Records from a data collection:
□ □ □ □ □ □ □

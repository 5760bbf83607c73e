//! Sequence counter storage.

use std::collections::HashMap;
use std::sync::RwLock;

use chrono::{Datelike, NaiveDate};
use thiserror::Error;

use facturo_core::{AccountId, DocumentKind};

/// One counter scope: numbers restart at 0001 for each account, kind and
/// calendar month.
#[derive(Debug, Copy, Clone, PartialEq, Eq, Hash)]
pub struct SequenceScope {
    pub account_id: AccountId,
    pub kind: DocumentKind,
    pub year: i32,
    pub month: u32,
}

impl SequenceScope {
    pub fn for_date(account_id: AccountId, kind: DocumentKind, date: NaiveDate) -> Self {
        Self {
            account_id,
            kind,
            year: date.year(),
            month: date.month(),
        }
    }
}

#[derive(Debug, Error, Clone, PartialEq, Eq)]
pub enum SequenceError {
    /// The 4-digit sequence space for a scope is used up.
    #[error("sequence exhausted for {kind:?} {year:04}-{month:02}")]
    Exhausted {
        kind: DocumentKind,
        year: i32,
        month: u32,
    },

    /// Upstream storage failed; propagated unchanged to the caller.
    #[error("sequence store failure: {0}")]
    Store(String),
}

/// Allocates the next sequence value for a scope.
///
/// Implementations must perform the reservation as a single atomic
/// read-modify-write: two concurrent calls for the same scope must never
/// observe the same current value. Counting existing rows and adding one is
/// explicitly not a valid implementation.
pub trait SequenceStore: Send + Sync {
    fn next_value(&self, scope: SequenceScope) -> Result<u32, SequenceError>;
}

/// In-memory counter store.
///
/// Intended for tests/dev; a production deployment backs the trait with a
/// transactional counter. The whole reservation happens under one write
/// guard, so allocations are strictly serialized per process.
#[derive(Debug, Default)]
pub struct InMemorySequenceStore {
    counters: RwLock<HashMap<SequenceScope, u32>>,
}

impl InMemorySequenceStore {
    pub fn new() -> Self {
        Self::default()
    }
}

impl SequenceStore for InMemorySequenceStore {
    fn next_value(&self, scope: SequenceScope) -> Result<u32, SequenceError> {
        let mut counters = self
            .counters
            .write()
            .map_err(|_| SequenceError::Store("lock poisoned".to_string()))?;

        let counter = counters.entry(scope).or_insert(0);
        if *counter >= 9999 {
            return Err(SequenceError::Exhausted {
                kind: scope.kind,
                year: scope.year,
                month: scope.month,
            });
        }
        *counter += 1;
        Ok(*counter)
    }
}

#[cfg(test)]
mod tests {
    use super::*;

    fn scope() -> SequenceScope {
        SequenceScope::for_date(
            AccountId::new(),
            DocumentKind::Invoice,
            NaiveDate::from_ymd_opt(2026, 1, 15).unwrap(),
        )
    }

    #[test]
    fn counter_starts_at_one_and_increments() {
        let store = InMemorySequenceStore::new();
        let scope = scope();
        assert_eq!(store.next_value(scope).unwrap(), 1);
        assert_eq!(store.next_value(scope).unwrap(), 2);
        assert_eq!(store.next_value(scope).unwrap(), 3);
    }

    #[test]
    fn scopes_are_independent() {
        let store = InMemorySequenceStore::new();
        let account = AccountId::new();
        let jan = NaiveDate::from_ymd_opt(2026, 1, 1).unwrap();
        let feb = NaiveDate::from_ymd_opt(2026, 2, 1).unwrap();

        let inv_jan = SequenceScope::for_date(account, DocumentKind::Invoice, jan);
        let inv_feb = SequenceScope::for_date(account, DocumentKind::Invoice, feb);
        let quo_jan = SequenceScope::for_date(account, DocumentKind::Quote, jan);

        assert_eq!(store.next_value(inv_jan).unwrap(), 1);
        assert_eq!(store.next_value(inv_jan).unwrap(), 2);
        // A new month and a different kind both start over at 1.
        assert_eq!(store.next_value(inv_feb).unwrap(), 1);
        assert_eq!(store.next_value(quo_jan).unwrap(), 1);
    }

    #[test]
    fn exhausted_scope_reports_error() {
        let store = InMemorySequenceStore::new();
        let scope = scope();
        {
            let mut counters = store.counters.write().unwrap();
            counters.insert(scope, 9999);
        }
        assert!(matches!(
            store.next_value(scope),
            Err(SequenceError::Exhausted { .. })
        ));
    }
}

□ □ □ □ □ □ □

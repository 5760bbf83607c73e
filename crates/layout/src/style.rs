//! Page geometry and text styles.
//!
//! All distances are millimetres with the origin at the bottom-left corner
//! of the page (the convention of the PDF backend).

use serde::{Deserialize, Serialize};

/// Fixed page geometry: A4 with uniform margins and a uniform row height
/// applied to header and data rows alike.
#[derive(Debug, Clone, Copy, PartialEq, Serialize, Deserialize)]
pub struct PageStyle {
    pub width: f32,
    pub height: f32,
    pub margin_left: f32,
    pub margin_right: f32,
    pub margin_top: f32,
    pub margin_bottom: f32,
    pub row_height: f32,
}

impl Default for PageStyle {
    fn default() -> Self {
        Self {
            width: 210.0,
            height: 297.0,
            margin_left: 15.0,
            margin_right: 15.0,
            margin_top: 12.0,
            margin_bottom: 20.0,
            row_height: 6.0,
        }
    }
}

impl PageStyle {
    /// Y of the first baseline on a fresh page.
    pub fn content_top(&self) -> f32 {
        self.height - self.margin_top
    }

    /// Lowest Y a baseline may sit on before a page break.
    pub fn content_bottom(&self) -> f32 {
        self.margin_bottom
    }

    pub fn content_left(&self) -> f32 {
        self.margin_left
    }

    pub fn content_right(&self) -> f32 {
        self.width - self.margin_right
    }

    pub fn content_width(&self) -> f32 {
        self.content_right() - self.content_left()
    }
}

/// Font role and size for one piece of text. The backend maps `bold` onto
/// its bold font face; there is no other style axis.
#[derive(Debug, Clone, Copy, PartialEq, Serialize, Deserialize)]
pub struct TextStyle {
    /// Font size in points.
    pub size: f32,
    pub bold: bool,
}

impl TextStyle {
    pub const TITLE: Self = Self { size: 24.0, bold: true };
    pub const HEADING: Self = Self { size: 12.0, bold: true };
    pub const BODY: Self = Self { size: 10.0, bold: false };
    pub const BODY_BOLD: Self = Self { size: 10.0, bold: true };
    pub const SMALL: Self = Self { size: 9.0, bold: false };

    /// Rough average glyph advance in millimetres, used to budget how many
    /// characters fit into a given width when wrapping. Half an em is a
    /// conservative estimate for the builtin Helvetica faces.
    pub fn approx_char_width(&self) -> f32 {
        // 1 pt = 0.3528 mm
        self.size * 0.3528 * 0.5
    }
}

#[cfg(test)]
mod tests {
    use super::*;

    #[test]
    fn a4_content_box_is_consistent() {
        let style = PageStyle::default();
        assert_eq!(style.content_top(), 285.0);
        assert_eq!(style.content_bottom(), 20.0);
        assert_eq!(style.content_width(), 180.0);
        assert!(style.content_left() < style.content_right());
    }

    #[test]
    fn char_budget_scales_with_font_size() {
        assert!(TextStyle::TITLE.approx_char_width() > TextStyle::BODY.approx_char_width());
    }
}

□ □ □ □ □ □ □

Exercise brief:
Report all lines above with "AccountId".

Reply:
use facturo_core::{AccountId, DocumentKind};
    pub account_id: AccountId,
    pub fn for_date(account_id: AccountId, kind: DocumentKind, date: NaiveDate) -> Self {
            AccountId::new(),
        let account = AccountId::new();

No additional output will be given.